Tour de France : une mécanique (économique) bien huilée

Jonas Vingegaard, maillot jaune, et Tadej Pogacar, maillot blanc, sont les grands favoris de l’édition 2023 du Tour de France. Filip Bossuyt / Flickr, CC BY-SA
Jean-François Mignot, Sorbonne Université

Le Tour de France 2023 s’élance ce samedi 1er juillet de Bilbao, au Pays basque espagnol. Parmi les 176 coureurs, beaucoup rêvent de franchir la ligne d’arrivée le dimanche 23 juillet sur les Champs-Élysées vêtus du maillot jaune et d’inscrire leur nom au palmarès. Une lutte sévère est notamment attendue entre le slovène Tadej Poga?ar et le danois Jonas Vingegaard, les deux derniers vainqueurs de l’épreuve (et également deux derniers dauphins). Le premier, avant de se blesser au poignet, a remporté cette année Paris-Nice, le Tour des Flandres et la Flèche wallonne (notamment) ; le second n’a pas eu de rival sur le critérium du Dauphiné Libéré au mois de juin. Egan Bernal (vainqueur 2019), Geraint Thomas (vainqueur 2018 et troisième l’an passé), Richard Carapaz (champion olympique à Tokyo) ou les Français David Gaudu et Romain Bardet compteront parmi ceux qui tenteront d’accrocher leurs roues (et pourquoi pas de les distancer).

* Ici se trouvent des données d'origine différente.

//! The user mappings database.
//!
//! A plain text file, one mapping per line:
//!
//! ```text
//! # tag UID -> command
//! deadbeef,random:nes
//! 04a1b2c3d4e580,system:snes
//! # tag text -> command
//! kiosk,ini:2
//! ```
//!
//! Keys that parse as a tag UID land in the UID map, everything else in the
//! text map; resolution checks UID first. Loading always produces a fresh
//! immutable [`MappingsSnapshot`]: reloads swap the whole snapshot, they
//! never mutate a published one.

use std::collections::HashMap;
use std::path::Path;

use tracing::debug;

use tapdeck_core::{Error, Result, TagUid};

/// Immutable lookup tables from one load of the mappings file.
#[derive(Debug, Default, Clone, PartialEq, Eq)]
pub struct MappingsSnapshot {
    by_uid: HashMap<String, String>,
    by_text: HashMap<String, String>,
}

impl MappingsSnapshot {
    /// An empty snapshot, used before the first load and when the file is
    /// missing or unreadable.
    pub fn empty() -> Self {
        Self::default()
    }

    /// Resolve a scanned tag to a mapped command.
    ///
    /// UID mappings win over text mappings; a tag matching neither returns
    /// `None` (the caller falls back to the tag text itself).
    pub fn resolve(&self, uid: &str, text: &str) -> Option<&str> {
        self.by_uid
            .get(uid)
            .or_else(|| {
                if text.is_empty() {
                    None
                } else {
                    self.by_text.get(text)
                }
            })
            .map(String::as_str)
    }

    /// Total number of mappings.
    pub fn len(&self) -> usize {
        self.by_uid.len() + self.by_text.len()
    }

    pub fn is_empty(&self) -> bool {
        self.by_uid.is_empty() && self.by_text.is_empty()
    }
}

/// Load the mappings file into a fresh snapshot.
///
/// A missing file is an empty database, not an error. Blank lines and `#`
/// comments are ignored. Duplicate keys keep the last occurrence so users
/// can override earlier lines by appending.
///
/// # Errors
///
/// Returns [`Error::MappingsParse`] for a line with no `,` separator, and
/// [`Error::Io`] when an existing file cannot be read. The caller publishes
/// an empty snapshot in both cases.
pub fn load_mappings(path: &Path) -> Result<MappingsSnapshot> {
    if !path.exists() {
        debug!(path = %path.display(), "no mappings file, starting empty");
        return Ok(MappingsSnapshot::empty());
    }

    let raw = std::fs::read_to_string(path)?;
    let mut snapshot = MappingsSnapshot::empty();

    for (idx, line) in raw.lines().enumerate() {
        let line = line.trim();
        if line.is_empty() || line.starts_with('#') {
            continue;
        }

        let (key, command) = line.split_once(',').ok_or_else(|| Error::MappingsParse {
            line: idx + 1,
            message: "expected <key>,<command>".to_string(),
        })?;

        let key = key.trim();
        let command = command.trim().to_string();
        match key.parse::<TagUid>() {
            Ok(uid) => {
                snapshot.by_uid.insert(uid.as_hex(), command);
            }
            Err(_) => {
                snapshot.by_text.insert(key.to_string(), command);
            }
        }
    }

    debug!(
        path = %path.display(),
        uids = snapshot.by_uid.len(),
        texts = snapshot.by_text.len(),
        "mappings loaded"
    );
    Ok(snapshot)
}

#[cfg(test)]
mod tests {
    use super::*;
    use std::io::Write;

    fn write_mappings(content: &str) -> tempfile::NamedTempFile {
        let mut file = tempfile::NamedTempFile::new().unwrap();
        write!(file, "{content}").unwrap();
        file
    }

    #[test]
    fn test_missing_file_is_empty() {
        let snapshot = load_mappings(Path::new("/nonexistent/mappings.csv")).unwrap();
        assert!(snapshot.is_empty());
    }

    #[test]
    fn test_uid_and_text_keys_are_split() {
        let file = write_mappings(
            "# comment\n\
             deadbeef,random:nes\n\
             \n\
             kiosk,ini:2\n\
             04a1b2c3d4e580,system:snes\n",
        );
        let snapshot = load_mappings(file.path()).unwrap();

        assert_eq!(snapshot.len(), 3);
        assert_eq!(snapshot.resolve("deadbeef", ""), Some("random:nes"));
        assert_eq!(snapshot.resolve("04a1b2c3d4e580", ""), Some("system:snes"));
        assert_eq!(snapshot.resolve("cafebabe", "kiosk"), Some("ini:2"));
        // UID keys never land in the text map
        assert_eq!(snapshot.resolve("cafebabe", "deadbeef"), None);
    }

    #[test]
    fn test_uid_keys_normalize_to_lowercase() {
        let file = write_mappings("DEADBEEF,system:gba\n");
        let snapshot = load_mappings(file.path()).unwrap();
        assert_eq!(snapshot.resolve("deadbeef", ""), Some("system:gba"));
    }

    #[test]
    fn test_short_hex_token_is_a_text_key() {
        // "ab" is valid hex but too short for a UID, so it maps by text
        let file = write_mappings("ab,command:reboot\n");
        let snapshot = load_mappings(file.path()).unwrap();
        assert_eq!(snapshot.resolve("cafebabe", "ab"), Some("command:reboot"));
        assert_eq!(snapshot.resolve("ab", ""), None);
    }

    #[test]
    fn test_resolution_prefers_uid() {
        let file = write_mappings(
            "deadbeef,random:nes\n\
             some text,system:psx\n",
        );
        let snapshot = load_mappings(file.path()).unwrap();

        // UID match wins regardless of tag text
        assert_eq!(
            snapshot.resolve("deadbeef", "some text"),
            Some("random:nes")
        );
        // No UID match: falls through to text
        assert_eq!(snapshot.resolve("cafebabe", "some text"), Some("system:psx"));
        // Neither: caller falls back to the raw text
        assert_eq!(snapshot.resolve("cafebabe", "unmapped"), None);
        // Empty text never matches a text mapping
        assert_eq!(snapshot.resolve("cafebabe", ""), None);
    }

    #[test]
    fn test_last_duplicate_wins() {
        let file = write_mappings(
            "deadbeef,system:nes\n\
             deadbeef,system:snes\n",
        );
        let snapshot = load_mappings(file.path()).unwrap();
        assert_eq!(snapshot.resolve("deadbeef", ""), Some("system:snes"));
    }

    #[test]
    fn test_commands_may_contain_commas() {
        let file = write_mappings("deadbeef,command:echo a,b,c\n");
        let snapshot = load_mappings(file.path()).unwrap();
        assert_eq!(
            snapshot.resolve("deadbeef", ""),
            Some("command:echo a,b,c")
        );
    }

    #[test]
    fn test_malformed_line_is_parse_error() {
        let file = write_mappings("deadbeef,ok\nnocomma\n");
        let result = load_mappings(file.path());
        assert!(matches!(
            result,
            Err(Error::MappingsParse { line: 2, .. })
        ));
    }
}
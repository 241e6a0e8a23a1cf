//! NDEF Text record codec and tag memory layouts.
//!
//! This crate is the pure half of tapdeck's card handling: it encodes and
//! decodes the one NDEF shape the daemon cares about (a single short UTF-8
//! Text record) and knows the memory geometry of the two supported tag
//! families. It never touches a device; `tapdeck-reader` combines these
//! plans with real transactions.
//!
//! # Examples
//!
//! ```
//! use tapdeck_ndef::{decode_text, encode_text, Alignment};
//!
//! let bytes = encode_text("system:snes", Alignment::Page)?;
//! assert_eq!(decode_text(&bytes), "system:snes");
//! # Ok::<(), tapdeck_core::Error>(())
//! ```

pub mod mifare;
pub mod ntag;
pub mod text;

pub use text::{decode_text, encode_text, Alignment, MAX_TEXT_LEN};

Outre la gloire d’inscrire son nom au palmarès, le leader final du classement général empochera également une prime de 500 000 euros (à partager avec ses sept coéquipiers). 200 000 euros sont réservés au second, 100 000 au troisième. Les primes vont ainsi décroissant jusqu’à la 20e place. La prime y est alors la même jusqu’au 160e, 1000 euros. Ces sommes ont assez peu évolué depuis le début des années 2000. L’équipe du vainqueur empochait 400 000 euros en 2003, 450 000 en 2006 et 500 000 à partir de 2016.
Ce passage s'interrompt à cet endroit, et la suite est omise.